### MATERIAL PROVIDED
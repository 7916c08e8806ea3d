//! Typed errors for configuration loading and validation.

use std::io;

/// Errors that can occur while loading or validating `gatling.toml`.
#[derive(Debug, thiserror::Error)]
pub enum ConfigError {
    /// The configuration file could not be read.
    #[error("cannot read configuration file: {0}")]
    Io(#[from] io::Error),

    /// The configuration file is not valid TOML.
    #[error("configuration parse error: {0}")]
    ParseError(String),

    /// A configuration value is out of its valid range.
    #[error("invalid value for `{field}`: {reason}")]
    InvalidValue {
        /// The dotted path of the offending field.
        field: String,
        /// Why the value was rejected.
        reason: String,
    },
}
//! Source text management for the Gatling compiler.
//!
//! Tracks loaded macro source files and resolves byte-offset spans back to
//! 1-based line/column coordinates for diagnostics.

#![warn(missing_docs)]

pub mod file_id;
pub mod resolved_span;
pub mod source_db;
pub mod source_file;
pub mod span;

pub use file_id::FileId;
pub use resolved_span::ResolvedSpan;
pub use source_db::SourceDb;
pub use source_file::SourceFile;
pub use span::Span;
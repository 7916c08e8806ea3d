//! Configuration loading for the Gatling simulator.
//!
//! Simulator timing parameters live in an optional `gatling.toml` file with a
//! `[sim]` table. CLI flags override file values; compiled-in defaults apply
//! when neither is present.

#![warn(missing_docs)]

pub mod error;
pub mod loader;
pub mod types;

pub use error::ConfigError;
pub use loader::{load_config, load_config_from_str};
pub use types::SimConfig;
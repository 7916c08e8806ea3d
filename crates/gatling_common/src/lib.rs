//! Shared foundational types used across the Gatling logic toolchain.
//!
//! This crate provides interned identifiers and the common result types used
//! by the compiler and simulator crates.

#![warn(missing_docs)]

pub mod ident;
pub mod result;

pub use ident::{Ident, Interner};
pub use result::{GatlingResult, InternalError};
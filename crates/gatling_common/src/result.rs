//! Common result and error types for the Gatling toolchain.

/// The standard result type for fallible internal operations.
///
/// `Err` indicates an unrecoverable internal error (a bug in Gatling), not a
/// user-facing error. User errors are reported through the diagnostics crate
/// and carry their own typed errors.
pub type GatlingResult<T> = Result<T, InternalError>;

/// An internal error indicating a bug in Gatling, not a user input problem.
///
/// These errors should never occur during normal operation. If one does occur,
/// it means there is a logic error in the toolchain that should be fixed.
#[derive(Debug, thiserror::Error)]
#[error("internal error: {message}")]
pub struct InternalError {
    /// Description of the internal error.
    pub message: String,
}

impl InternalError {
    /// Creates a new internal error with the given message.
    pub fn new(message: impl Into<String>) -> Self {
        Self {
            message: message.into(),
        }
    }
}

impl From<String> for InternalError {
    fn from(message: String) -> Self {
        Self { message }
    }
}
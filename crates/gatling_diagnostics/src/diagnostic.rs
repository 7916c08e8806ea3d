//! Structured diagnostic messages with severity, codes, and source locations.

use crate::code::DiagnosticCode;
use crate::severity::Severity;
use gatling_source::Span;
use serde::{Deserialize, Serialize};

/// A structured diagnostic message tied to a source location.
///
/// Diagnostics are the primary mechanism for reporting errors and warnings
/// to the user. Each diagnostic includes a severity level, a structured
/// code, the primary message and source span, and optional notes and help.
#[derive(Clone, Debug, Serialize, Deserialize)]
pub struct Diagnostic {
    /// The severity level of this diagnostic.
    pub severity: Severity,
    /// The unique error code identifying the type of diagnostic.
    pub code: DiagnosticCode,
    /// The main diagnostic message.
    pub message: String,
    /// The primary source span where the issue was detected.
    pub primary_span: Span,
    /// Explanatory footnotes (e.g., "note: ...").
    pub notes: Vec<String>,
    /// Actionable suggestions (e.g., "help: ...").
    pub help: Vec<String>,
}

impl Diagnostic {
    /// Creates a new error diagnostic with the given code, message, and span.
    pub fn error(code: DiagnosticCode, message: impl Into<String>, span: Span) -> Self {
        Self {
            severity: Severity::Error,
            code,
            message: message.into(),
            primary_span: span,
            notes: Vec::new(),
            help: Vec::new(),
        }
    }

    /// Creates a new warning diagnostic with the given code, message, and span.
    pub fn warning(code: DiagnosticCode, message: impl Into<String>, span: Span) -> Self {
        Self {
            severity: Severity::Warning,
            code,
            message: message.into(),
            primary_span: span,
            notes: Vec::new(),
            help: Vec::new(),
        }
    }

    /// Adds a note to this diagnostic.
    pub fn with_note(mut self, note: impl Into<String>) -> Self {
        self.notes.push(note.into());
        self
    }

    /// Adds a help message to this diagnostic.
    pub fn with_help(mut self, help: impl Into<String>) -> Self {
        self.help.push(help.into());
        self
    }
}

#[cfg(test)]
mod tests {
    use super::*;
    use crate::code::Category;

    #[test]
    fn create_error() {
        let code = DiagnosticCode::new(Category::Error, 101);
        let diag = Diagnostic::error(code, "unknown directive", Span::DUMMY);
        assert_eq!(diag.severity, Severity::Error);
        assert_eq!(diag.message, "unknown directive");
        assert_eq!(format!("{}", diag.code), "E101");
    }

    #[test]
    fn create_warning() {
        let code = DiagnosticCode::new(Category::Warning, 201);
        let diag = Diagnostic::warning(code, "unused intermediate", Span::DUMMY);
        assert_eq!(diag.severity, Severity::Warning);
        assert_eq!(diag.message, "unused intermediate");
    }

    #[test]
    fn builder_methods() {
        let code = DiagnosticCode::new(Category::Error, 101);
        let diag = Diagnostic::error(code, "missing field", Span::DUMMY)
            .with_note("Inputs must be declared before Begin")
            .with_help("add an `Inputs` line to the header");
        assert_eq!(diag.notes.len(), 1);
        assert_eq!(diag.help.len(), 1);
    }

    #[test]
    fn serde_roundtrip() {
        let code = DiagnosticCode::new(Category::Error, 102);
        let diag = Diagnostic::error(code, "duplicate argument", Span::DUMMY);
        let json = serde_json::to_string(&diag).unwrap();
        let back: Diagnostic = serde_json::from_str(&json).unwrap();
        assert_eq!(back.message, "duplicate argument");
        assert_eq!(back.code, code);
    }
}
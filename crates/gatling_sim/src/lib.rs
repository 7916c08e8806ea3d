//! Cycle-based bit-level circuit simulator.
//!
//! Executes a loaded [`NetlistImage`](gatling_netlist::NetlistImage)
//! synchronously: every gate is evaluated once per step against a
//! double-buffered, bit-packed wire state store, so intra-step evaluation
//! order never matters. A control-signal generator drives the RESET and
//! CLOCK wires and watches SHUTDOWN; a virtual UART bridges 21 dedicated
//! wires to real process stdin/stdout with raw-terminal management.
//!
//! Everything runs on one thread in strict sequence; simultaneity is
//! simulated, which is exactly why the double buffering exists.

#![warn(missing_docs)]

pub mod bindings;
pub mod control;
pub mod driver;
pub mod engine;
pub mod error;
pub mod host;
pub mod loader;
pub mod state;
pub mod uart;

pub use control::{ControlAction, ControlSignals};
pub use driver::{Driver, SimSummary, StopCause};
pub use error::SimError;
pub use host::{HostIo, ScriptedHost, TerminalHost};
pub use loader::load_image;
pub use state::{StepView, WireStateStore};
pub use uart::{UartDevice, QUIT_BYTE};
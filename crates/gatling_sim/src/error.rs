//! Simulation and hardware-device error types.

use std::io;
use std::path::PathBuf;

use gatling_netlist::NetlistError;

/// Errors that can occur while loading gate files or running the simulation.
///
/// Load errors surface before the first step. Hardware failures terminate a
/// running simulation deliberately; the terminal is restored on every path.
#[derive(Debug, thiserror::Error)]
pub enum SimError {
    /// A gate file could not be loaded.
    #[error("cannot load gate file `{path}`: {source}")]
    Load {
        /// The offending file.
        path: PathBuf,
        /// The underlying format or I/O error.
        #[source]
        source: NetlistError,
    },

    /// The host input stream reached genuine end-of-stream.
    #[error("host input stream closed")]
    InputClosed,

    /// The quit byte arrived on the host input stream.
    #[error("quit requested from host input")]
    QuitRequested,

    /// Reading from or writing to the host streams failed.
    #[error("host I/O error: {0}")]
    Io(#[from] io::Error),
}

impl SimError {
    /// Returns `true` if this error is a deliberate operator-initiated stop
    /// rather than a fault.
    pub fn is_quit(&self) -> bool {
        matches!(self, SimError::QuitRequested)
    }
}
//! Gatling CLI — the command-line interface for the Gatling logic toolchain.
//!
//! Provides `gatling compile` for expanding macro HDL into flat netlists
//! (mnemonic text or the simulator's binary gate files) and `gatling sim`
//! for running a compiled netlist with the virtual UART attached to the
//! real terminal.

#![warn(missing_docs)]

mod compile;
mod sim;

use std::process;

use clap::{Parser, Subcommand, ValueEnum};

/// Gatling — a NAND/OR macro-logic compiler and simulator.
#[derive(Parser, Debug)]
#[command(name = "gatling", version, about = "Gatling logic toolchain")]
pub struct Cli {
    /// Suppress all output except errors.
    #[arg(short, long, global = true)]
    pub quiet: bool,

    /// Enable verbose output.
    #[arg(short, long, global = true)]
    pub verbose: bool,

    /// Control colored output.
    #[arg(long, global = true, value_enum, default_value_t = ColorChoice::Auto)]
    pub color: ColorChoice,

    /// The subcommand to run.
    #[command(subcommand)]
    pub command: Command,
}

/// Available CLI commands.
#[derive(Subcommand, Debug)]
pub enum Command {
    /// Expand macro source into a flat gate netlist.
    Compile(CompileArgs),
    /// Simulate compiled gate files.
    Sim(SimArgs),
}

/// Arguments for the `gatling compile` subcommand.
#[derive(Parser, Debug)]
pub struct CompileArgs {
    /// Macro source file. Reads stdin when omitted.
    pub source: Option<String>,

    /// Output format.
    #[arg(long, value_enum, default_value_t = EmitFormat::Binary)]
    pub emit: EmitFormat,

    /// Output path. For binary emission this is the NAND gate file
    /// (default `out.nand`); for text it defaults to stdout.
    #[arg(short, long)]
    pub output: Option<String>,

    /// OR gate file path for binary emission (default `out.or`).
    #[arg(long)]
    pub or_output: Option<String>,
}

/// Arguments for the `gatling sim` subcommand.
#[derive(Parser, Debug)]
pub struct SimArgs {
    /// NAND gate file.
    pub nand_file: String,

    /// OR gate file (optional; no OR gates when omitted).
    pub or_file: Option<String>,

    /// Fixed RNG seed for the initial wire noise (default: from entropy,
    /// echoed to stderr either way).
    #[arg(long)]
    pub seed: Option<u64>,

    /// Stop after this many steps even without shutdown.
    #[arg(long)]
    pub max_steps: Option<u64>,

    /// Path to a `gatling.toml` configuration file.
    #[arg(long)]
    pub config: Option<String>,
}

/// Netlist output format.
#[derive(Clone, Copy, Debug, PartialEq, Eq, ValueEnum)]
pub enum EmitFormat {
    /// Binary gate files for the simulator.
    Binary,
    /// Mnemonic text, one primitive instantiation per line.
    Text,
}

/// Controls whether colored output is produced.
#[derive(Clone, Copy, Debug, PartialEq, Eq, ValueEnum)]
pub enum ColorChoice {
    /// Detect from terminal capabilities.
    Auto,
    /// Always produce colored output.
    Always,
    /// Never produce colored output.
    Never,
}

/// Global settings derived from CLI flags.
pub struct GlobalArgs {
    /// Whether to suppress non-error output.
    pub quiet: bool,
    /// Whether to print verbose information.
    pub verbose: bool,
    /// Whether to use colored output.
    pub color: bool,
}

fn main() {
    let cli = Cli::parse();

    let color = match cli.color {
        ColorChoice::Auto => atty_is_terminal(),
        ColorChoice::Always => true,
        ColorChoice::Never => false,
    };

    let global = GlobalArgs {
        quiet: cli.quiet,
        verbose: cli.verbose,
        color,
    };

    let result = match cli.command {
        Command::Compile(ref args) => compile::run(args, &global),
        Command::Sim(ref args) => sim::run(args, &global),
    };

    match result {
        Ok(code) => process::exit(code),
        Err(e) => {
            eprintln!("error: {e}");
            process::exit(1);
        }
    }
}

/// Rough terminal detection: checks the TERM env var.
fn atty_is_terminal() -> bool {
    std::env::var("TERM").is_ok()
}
######
### MATERIAL PROVIDED
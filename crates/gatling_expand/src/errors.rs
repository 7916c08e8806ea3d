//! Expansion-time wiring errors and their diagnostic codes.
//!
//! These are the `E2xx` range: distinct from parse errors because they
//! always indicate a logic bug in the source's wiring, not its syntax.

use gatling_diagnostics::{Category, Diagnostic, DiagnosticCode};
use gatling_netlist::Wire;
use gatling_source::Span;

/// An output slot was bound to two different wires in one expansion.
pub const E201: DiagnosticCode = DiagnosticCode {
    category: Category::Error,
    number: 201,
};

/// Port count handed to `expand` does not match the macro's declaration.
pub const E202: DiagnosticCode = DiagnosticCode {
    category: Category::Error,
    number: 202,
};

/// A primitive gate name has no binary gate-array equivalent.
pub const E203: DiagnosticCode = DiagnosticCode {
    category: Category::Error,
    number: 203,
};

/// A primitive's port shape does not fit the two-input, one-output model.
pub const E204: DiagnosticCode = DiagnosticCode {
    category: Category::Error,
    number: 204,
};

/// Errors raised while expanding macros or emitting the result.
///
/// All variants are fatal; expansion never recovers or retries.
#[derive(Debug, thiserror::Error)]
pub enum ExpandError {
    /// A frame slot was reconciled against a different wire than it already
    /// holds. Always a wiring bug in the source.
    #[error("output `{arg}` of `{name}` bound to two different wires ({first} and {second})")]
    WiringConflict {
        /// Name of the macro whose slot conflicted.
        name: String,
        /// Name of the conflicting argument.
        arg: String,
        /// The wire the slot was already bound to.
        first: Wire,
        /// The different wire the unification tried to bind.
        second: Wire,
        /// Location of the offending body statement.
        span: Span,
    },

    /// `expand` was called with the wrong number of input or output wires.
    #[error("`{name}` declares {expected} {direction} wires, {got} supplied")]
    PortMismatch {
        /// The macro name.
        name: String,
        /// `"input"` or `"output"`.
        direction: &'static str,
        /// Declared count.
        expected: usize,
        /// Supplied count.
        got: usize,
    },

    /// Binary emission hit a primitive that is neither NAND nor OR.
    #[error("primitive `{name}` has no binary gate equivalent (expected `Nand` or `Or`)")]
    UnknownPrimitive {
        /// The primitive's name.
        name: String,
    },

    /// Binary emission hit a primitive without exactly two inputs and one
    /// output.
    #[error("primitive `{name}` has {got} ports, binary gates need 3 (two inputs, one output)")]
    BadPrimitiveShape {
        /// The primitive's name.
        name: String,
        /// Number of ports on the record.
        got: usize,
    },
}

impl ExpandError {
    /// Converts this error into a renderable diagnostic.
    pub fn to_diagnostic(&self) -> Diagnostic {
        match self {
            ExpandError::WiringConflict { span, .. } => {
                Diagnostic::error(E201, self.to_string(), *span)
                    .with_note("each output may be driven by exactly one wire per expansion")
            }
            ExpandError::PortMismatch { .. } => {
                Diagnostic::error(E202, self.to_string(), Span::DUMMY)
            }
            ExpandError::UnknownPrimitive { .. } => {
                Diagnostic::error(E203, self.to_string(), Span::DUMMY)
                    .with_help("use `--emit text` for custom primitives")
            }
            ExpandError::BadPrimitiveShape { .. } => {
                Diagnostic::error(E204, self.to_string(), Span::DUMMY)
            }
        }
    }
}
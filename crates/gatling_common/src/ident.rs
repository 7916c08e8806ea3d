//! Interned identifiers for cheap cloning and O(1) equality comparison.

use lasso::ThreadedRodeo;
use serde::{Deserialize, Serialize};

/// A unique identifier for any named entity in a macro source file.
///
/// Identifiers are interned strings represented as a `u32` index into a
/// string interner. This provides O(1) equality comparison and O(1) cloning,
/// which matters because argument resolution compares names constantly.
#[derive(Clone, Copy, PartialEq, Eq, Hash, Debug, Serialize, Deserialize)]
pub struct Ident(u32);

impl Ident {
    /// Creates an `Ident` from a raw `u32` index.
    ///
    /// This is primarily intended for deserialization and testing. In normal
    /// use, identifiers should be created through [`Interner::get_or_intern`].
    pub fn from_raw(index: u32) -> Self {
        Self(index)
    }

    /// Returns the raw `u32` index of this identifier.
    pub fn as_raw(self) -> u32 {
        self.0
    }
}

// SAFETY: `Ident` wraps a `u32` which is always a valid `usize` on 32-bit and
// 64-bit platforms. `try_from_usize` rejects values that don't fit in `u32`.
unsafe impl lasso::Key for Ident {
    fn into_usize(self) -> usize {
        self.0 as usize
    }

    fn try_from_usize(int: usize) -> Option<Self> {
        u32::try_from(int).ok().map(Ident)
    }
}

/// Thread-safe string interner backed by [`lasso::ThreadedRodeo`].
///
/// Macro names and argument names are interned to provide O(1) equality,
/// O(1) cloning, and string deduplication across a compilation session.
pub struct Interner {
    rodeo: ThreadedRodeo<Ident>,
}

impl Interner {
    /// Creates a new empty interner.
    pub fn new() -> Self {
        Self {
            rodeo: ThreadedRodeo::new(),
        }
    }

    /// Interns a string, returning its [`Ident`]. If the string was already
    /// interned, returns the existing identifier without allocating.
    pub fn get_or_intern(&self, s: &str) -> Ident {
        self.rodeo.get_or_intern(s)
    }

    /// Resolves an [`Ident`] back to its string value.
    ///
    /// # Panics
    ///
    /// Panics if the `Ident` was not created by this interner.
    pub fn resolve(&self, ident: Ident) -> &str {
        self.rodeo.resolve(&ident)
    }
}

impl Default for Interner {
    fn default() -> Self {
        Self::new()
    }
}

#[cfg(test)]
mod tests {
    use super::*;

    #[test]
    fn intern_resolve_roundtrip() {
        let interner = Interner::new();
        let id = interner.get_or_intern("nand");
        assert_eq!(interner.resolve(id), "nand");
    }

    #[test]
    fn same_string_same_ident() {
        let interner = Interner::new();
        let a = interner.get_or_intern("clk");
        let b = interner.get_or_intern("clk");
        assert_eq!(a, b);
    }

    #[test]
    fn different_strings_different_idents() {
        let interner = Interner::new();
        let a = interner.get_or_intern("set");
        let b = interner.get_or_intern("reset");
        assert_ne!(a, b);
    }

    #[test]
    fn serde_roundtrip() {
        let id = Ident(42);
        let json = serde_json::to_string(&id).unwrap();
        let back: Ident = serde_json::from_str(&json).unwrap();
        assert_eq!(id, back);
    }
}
######
TASK DETAILS:
From the data above, reproduce word for word the lines running from the line with "recovers or retries." to the line with "whose slot conflicted.", ends included.

SOLVED PROBLEM:
/// All variants are fatal; expansion never recovers or retries.
#[derive(Debug, thiserror::Error)]
pub enum ExpandError {
    /// A frame slot was reconciled against a different wire than it already
    /// holds. Always a wiring bug in the source.
    #[error("output `{arg}` of `{name}` bound to two different wires ({first} and {second})")]
    WiringConflict {
        /// Name of the macro whose slot conflicted.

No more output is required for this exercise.